_Problem description_
Of the lines in the data below, write out exactly those from the one holding "let right: Vec<usize>" through the one holding "pub fn wrap(&self)", both included.

=== Section Start ===

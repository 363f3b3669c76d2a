//! Affine relations: access relations and dependence relations.
//!
//! A [`BasicRelation`] is one conjunction over the columns `[in..., out...]`;
//! a [`Relation`] is a finite union of basic relations in a single space.

use crate::polyhedral::space::Space;
use crate::polyhedral::expr::AffineExpr;
use crate::polyhedral::constraint::{Constraint, ConstraintSystem};
use crate::polyhedral::set::{IntegerSet, write_constraints, write_params, write_tuple};
use crate::polyhedral::operations;
use crate::utils::errors::{PolyhedralError, PolyhedralResult};
use serde::{Serialize, Deserialize};
use std::fmt;

/// Move every column `k` of a constraint to column `mapping[k]`.
fn remap(c: &Constraint, mapping: &[usize], n_total: usize) -> Constraint {
    let mut expr = AffineExpr::zero(n_total, c.expr.n_param());
    expr.constant = c.expr.constant;
    expr.param_coeffs = c.expr.param_coeffs.clone();
    for (k, &coeff) in c.expr.coeffs.iter().enumerate() {
        expr.coeffs[mapping[k]] += coeff;
    }
    Constraint::new(expr, c.kind)
}

fn mismatch(what: &str, a: &Space, b: &Space) -> PolyhedralError {
    PolyhedralError::DimensionMismatch(format!("{}: {} vs {}", what, a, b))
}

/// A conjunction of affine constraints relating input and output tuples.
#[derive(Debug, Clone, PartialEq, Eq, Serialize, Deserialize)]
pub struct BasicRelation {
    pub space: Space,
    pub constraints: ConstraintSystem,
}

impl BasicRelation {
    pub fn universe(space: Space) -> Self {
        let constraints = ConstraintSystem::new(space.n_var(), space.n_param);
        Self { space, constraints }
    }

    pub fn empty(space: Space) -> Self {
        let mut rel = Self::universe(space);
        let expr = AffineExpr::constant(-1, rel.space.n_var(), rel.n_param());
        rel.add_constraint(Constraint::ge_zero(expr));
        rel
    }

    pub fn from_constraints(space: Space, constraints: ConstraintSystem) -> Self {
        assert_eq!(space.n_var(), constraints.n_dim);
        assert_eq!(space.n_param, constraints.n_param);
        Self { space, constraints }
    }

    pub fn n_in(&self) -> usize { self.space.n_in }
    pub fn n_out(&self) -> usize { self.space.n_dim }
    pub fn n_param(&self) -> usize { self.space.n_param }

    pub fn add_constraint(&mut self, constraint: Constraint) {
        self.constraints.add(constraint);
    }

    pub fn intersect(&self, other: &BasicRelation) -> PolyhedralResult<BasicRelation> {
        if !self.space.is_compatible(&other.space) {
            return Err(mismatch("intersect", &self.space, &other.space));
        }
        let mut result = self.clone();
        result.constraints.add_all(other.constraints.constraints.iter().cloned());
        Ok(result)
    }

    /// Restrict the input tuple to `set`.
    pub fn intersect_domain(&self, set: &IntegerSet) -> PolyhedralResult<BasicRelation> {
        if set.dim() != self.n_in() || set.n_param() != self.n_param() {
            return Err(mismatch("intersect_domain", &self.space, &set.space));
        }
        let mut result = self.clone();
        let n_var = self.space.n_var();
        for c in &set.constraints.constraints {
            result.add_constraint(c.lift(0, n_var));
        }
        Ok(result)
    }

    /// Restrict the output tuple to `set`.
    pub fn intersect_range(&self, set: &IntegerSet) -> PolyhedralResult<BasicRelation> {
        if set.dim() != self.n_out() || set.n_param() != self.n_param() {
            return Err(mismatch("intersect_range", &self.space, &set.space));
        }
        let mut result = self.clone();
        let n_var = self.space.n_var();
        for c in &set.constraints.constraints {
            result.add_constraint(c.lift(self.n_in(), n_var));
        }
        Ok(result)
    }

    /// Swap the input and output tuples.
    pub fn reverse(&self) -> BasicRelation {
        let (n_in, n_out) = (self.n_in(), self.n_out());
        let mapping: Vec<usize> = (0..n_in).map(|k| n_out + k).chain(0..n_out).collect();
        let n_var = n_in + n_out;
        let mut result = Self::universe(self.space.reverse());
        for c in &self.constraints.constraints {
            result.add_constraint(remap(c, &mapping, n_var));
        }
        result
    }

    /// Compose with `other`: `{ a -> c : exists b. a -> b in self, b -> c in other }`.
    pub fn apply_range(&self, other: &BasicRelation) -> PolyhedralResult<BasicRelation> {
        if self.n_out() != other.n_in() || self.n_param() != other.n_param() {
            return Err(mismatch("apply_range", &self.space, &other.space));
        }
        let (n_a, n_b, n_c) = (self.n_in(), self.n_out(), other.n_out());
        let n_total = n_a + n_b + n_c;

        // Columns are laid out as [a, c, b] so that b can be projected last.
        let left: Vec<usize> = (0..n_a).chain(n_a + n_c..n_total).collect();
        let right: Vec<usize> = (n_a + n_c..n_total).chain(n_a..n_a + n_c).collect();
        let mut sys = ConstraintSystem::new(n_total, self.n_param());
        for c in &self.constraints.constraints {
            sys.add(remap(c, &left, n_total));
        }
        for c in &other.constraints.constraints {
            sys.add(remap(c, &right, n_total));
        }

        let mut space = Space::map_with_params(n_a, n_c, self.n_param())
            .with_in_names(self.space.in_names.clone())
            .with_dim_names(other.space.dim_names.clone())
            .with_param_names(self.space.param_names.clone());
        space.in_tuple = self.space.in_tuple.clone();
        space.out_tuple = other.space.out_tuple.clone();

        let hidden: Vec<usize> = (n_a + n_c..n_total).collect();
        match operations::project_out(&sys, &hidden)? {
            Some(constraints) => Ok(Self::from_constraints(space, constraints)),
            None => Ok(Self::empty(space)),
        }
    }

    /// Flatten into the set of `[in, out]` pairs.
    pub fn wrap(&self) -> IntegerSet {
        IntegerSet::from_constraints(self.space.wrap(), self.constraints.clone())
    }

    /// The projection onto the input tuple.
    pub fn domain(&self) -> PolyhedralResult<IntegerSet> {
        let mut set = self.wrap().project_out(self.n_in(), self.n_out())?;
        set.space = self.space.domain();
        Ok(set)
    }

    /// The projection onto the output tuple.
    pub fn range(&self) -> PolyhedralResult<IntegerSet> {
        let mut set = self.wrap().project_out(0, self.n_in())?;
        set.space = self.space.range();
        Ok(set)
    }

    pub fn is_empty(&self) -> PolyhedralResult<bool> {
        self.wrap().is_empty()
    }

    pub fn contains(&self, input: &[i64], output: &[i64], params: &[i64]) -> bool {
        if input.len() != self.n_in() || output.len() != self.n_out() {
            return false;
        }
        let point: Vec<i64> = input.iter().chain(output).copied().collect();
        self.constraints.is_satisfied(&point, params)
    }

    /// The affine function of the inputs that output `k` is pinned to, if an
    /// equality of the relation determines it.
    pub fn output_expr(&self, k: usize) -> Option<AffineExpr> {
        let n_in = self.n_in();
        let col = n_in + k;
        self.constraints.equalities()
            .filter(|c| {
                let a = c.expr.coeff(col);
                (a == 1 || a == -1)
                    && (0..self.n_out()).all(|m| m == k || c.expr.coeff(n_in + m) == 0)
            })
            .map(|c| c.expr.restrict_dims(0..n_in).scale(-c.expr.coeff(col)))
            .next()
    }

    /// Whether every output is an affine function of the inputs.
    pub fn is_single_valued(&self) -> bool {
        (0..self.n_out()).all(|k| self.output_expr(k).is_some())
    }

    /// Enumerate up to `limit` pairs for fixed parameter values.
    pub fn points(&self, params: &[i64], limit: usize) -> PolyhedralResult<Vec<(Vec<i64>, Vec<i64>)>> {
        let n_in = self.n_in();
        Ok(self.wrap().points(params, limit)?
            .into_iter()
            .map(|mut p| {
                let out = p.split_off(n_in);
                (p, out)
            })
            .collect())
    }

    fn write_body(&self, f: &mut fmt::Formatter<'_>) -> fmt::Result {
        let in_names = self.space.all_in_names();
        let out_names = self.space.all_dim_names();
        write_tuple(f, self.space.in_tuple.as_deref(), &in_names)?;
        write!(f, " -> ")?;
        write_tuple(f, self.space.out_tuple.as_deref(), &out_names)?;
        write_constraints(f, &self.constraints, &self.space.all_var_names(), &self.space.all_param_names())
    }
}

impl fmt::Display for BasicRelation {
    fn fmt(&self, f: &mut fmt::Formatter<'_>) -> fmt::Result {
        write_params(f, &self.space)?;
        write!(f, "{{ ")?;
        self.write_body(f)?;
        write!(f, " }}")
    }
}

/// A finite union of basic relations over one space.
#[derive(Debug, Clone, PartialEq, Eq, Serialize, Deserialize)]
pub struct Relation {
    pub space: Space,
    pub basics: Vec<BasicRelation>,
}

impl Relation {
    pub fn empty(space: Space) -> Self {
        Self { space, basics: Vec::new() }
    }

    pub fn from_basic(basic: BasicRelation) -> Self {
        Self { space: basic.space.clone(), basics: vec![basic] }
    }

    pub fn n_basic(&self) -> usize {
        self.basics.len()
    }

    pub fn iter(&self) -> impl Iterator<Item = &BasicRelation> {
        self.basics.iter()
    }

    /// Add one more disjunct.
    pub fn add_basic(&mut self, basic: BasicRelation) -> PolyhedralResult<()> {
        if !self.space.is_compatible(&basic.space) {
            return Err(mismatch("union", &self.space, &basic.space));
        }
        if !self.basics.contains(&basic) {
            self.basics.push(basic);
        }
        Ok(())
    }

    pub fn union(&self, other: &Relation) -> PolyhedralResult<Relation> {
        let mut result = self.clone();
        for b in &other.basics {
            result.add_basic(b.clone())?;
        }
        Ok(result)
    }

    pub fn is_empty(&self) -> PolyhedralResult<bool> {
        for b in &self.basics {
            if !b.is_empty()? {
                return Ok(false);
            }
        }
        Ok(true)
    }

    pub fn contains(&self, input: &[i64], output: &[i64], params: &[i64]) -> bool {
        self.basics.iter().any(|b| b.contains(input, output, params))
    }

    pub fn reverse(&self) -> Relation {
        Relation {
            space: self.space.reverse(),
            basics: self.basics.iter().map(|b| b.reverse()).collect(),
        }
    }

    pub fn intersect_domain(&self, set: &IntegerSet) -> PolyhedralResult<Relation> {
        Ok(Relation {
            space: self.space.clone(),
            basics: self.basics.iter()
                .map(|b| b.intersect_domain(set))
                .collect::<PolyhedralResult<_>>()?,
        })
    }

    pub fn intersect_range(&self, set: &IntegerSet) -> PolyhedralResult<Relation> {
        Ok(Relation {
            space: self.space.clone(),
            basics: self.basics.iter()
                .map(|b| b.intersect_range(set))
                .collect::<PolyhedralResult<_>>()?,
        })
    }

    /// All pairs of the union for fixed parameter values, sorted.
    pub fn points(&self, params: &[i64], limit: usize) -> PolyhedralResult<Vec<(Vec<i64>, Vec<i64>)>> {
        let mut all = Vec::new();
        for b in &self.basics {
            all.extend(b.points(params, limit)?);
        }
        all.sort();
        all.dedup();
        all.truncate(limit);
        Ok(all)
    }
}

impl fmt::Display for Relation {
    fn fmt(&self, f: &mut fmt::Formatter<'_>) -> fmt::Result {
        write_params(f, &self.space)?;
        write!(f, "{{ ")?;
        for (i, b) in self.basics.iter().enumerate() {
            if i > 0 { write!(f, "; ")?; }
            b.write_body(f)?;
        }
        write!(f, " }}")
    }
}

#[cfg(test)]
mod tests {
    use super::*;
    use crate::polyhedral::map::AffineMap;

    /// `{ S[i] -> A[i + shift] }`
    fn access(shift: i64) -> BasicRelation {
        let mut out = AffineExpr::var(0, 1, 0);
        out.constant = shift;
        AffineMap::from_outputs(1, 0, vec![out])
            .with_tuples("S", Some("A".to_string()))
            .to_relation(0)
            .unwrap()
    }

    #[test]
    fn test_reverse() {
        let rel = access(1);
        assert!(rel.contains(&[2], &[3], &[]));
        let rev = rel.reverse();
        assert!(rev.contains(&[3], &[2], &[]));
        assert_eq!(rev.space.in_tuple.as_deref(), Some("A"));
    }

    #[test]
    fn test_apply_range_conflict() {
        // { S[i] -> S[j] : i + 1 = j }
        let conflict = access(1).apply_range(&access(0).reverse()).unwrap();
        assert_eq!(conflict.n_in(), 1);
        assert_eq!(conflict.n_out(), 1);
        assert!(conflict.contains(&[4], &[5], &[]));
        assert!(!conflict.contains(&[4], &[4], &[]));
        assert_eq!(conflict.output_expr(0).map(|e| e.constant), Some(1));
    }

    #[test]
    fn test_domain_and_range() {
        let rel = access(2).intersect_domain(&IntegerSet::rectangular(&[5])).unwrap();
        let range = rel.range().unwrap();
        assert_eq!(range.dim_bounds(0, &[]).unwrap(), Some((2, 6)));
        let domain = rel.domain().unwrap();
        assert_eq!(domain.dim_bounds(0, &[]).unwrap(), Some((0, 4)));
    }

    #[test]
    fn test_single_valued() {
        assert!(access(0).is_single_valued());
        let mut loose = BasicRelation::universe(Space::map(1, 1));
        loose.add_constraint(Constraint::ge_zero(AffineExpr::var(1, 2, 0)));
        assert!(!loose.is_single_valued());
    }

    #[test]
    fn test_union_points() {
        let dom = IntegerSet::rectangular(&[2]);
        let mut rel = Relation::from_basic(access(0).intersect_domain(&dom).unwrap());
        rel.add_basic(access(1).intersect_domain(&dom).unwrap()).unwrap();
        let pts = rel.points(&[], 100).unwrap();
        assert_eq!(pts.len(), 4);
        assert!(!rel.is_empty().unwrap());
        assert!(Relation::empty(Space::map(1, 1)).is_empty().unwrap());
    }

    #[test]
    fn test_display() {
        assert_eq!(access(0).to_string(), "{ S[i0] -> A[o0] : -i0 + o0 = 0 }");
    }
}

=== Section End ===

_Solution for this exercise_
        let right: Vec<usize> = (n_a + n_c..n_total).chain(n_a..n_a + n_c).collect();
        let mut sys = ConstraintSystem::new(n_total, self.n_param());
        for c in &self.constraints.constraints {
            sys.add(remap(c, &left, n_total));
        }
        for c in &other.constraints.constraints {
            sys.add(remap(c, &right, n_total));
        }

        let mut space = Space::map_with_params(n_a, n_c, self.n_param())
            .with_in_names(self.space.in_names.clone())
            .with_dim_names(other.space.dim_names.clone())
            .with_param_names(self.space.param_names.clone());
        space.in_tuple = self.space.in_tuple.clone();
        space.out_tuple = other.space.out_tuple.clone();

        let hidden: Vec<usize> = (n_a + n_c..n_total).collect();
        match operations::project_out(&sys, &hidden)? {
            Some(constraints) => Ok(Self::from_constraints(space, constraints)),
            None => Ok(Self::empty(space)),
        }
    }

    /// Flatten into the set of `[in, out]` pairs.
    pub fn wrap(&self) -> IntegerSet {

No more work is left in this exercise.